▸ DIRECTIONS FOR THIS TASK:
Reproduce the records exactly through the line with "#[derive(Debug, Deserialize)]".

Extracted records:
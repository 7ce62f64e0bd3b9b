use async_trait::async_trait;
use serde::Deserialize;
use serde_json::json;
use std::path::Path;

use super::{check_status, ArchiveUploader, GoogleApiError, GoogleWorkspace};

const DRIVE_UPLOAD_API: &str = "https://www.googleapis.com/upload/drive/v3/files";
const BOUNDARY: &str = "eventtool-upload-boundary";

#[derive(Debug, Deserialize)]
#[serde(rename_all = "camelCase")]
struct UploadedFile {
    id: String,
    #[serde(default)]
    web_view_link: Option<String>,
}

/// Builds a `multipart/related` body: JSON metadata part, then the media part.
pub fn related_body(metadata: &serde_json::Value, mime: &str, content: &[u8]) -> Vec<u8> {
    let mut body = Vec::with_capacity(content.len() + 512);
    body.extend_from_slice(
        format!("--{BOUNDARY}\r\nContent-Type: application/json; charset=UTF-8\r\n\r\n{metadata}\r\n")
            .as_bytes(),
    );
    body.extend_from_slice(format!("--{BOUNDARY}\r\nContent-Type: {mime}\r\n\r\n").as_bytes());
    body.extend_from_slice(content);
    body.extend_from_slice(format!("\r\n--{BOUNDARY}--\r\n").as_bytes());
    body
}

#[async_trait]
impl ArchiveUploader for GoogleWorkspace {
    async fn upload_archive(&self, path: &Path) -> Result<String, GoogleApiError> {
        let folder_id = self.submission_folder_id.as_deref().ok_or_else(|| {
            GoogleApiError::NotConfigured("set SUBMISSION_DRIVE_FOLDER_ID".to_string())
        })?;
        let token = self.bearer().await?;

        let content = tokio::fs::read(path).await.map_err(GoogleApiError::UploadIo)?;
        let name = path
            .file_name()
            .map(|n| n.to_string_lossy().into_owned())
            .unwrap_or_else(|| "Abrechnung.zip".to_string());
        let mime = mime_guess::from_path(path).first_or_octet_stream();
        let metadata = json!({ "name": name, "parents": [folder_id] });

        let uploaded: UploadedFile = check_status(
            self.http
                .post(DRIVE_UPLOAD_API)
                .query(&[("uploadType", "multipart"), ("fields", "id,name,webViewLink")])
                .bearer_auth(&token)
                .header(
                    reqwest::header::CONTENT_TYPE,
                    format!("multipart/related; boundary={BOUNDARY}"),
                )
                .body(related_body(&metadata, mime.essence_str(), &content))
                .send()
                .await?,
        )
        .await?
        .json()
        .await?;

        log::info!("Uploaded {} to Drive as {}", name, uploaded.id);
        uploaded.web_view_link.ok_or_else(|| {
            GoogleApiError::UnexpectedResponse(format!("no webViewLink for file {}", uploaded.id))
        })
    }
}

▸ RESULT OF THIS EXERCISE:
repository 7ce62f64e0bd3b9b
use async_trait::async_trait;
use serde::Deserialize;
use serde_json::json;
use std::path::Path;

use super::{check_status, ArchiveUploader, GoogleApiError, GoogleWorkspace};

const DRIVE_UPLOAD_API: &str = "https://www.googleapis.com/upload/drive/v3/files";
const BOUNDARY: &str = "eventtool-upload-boundary";

#[derive(Debug, Deserialize)]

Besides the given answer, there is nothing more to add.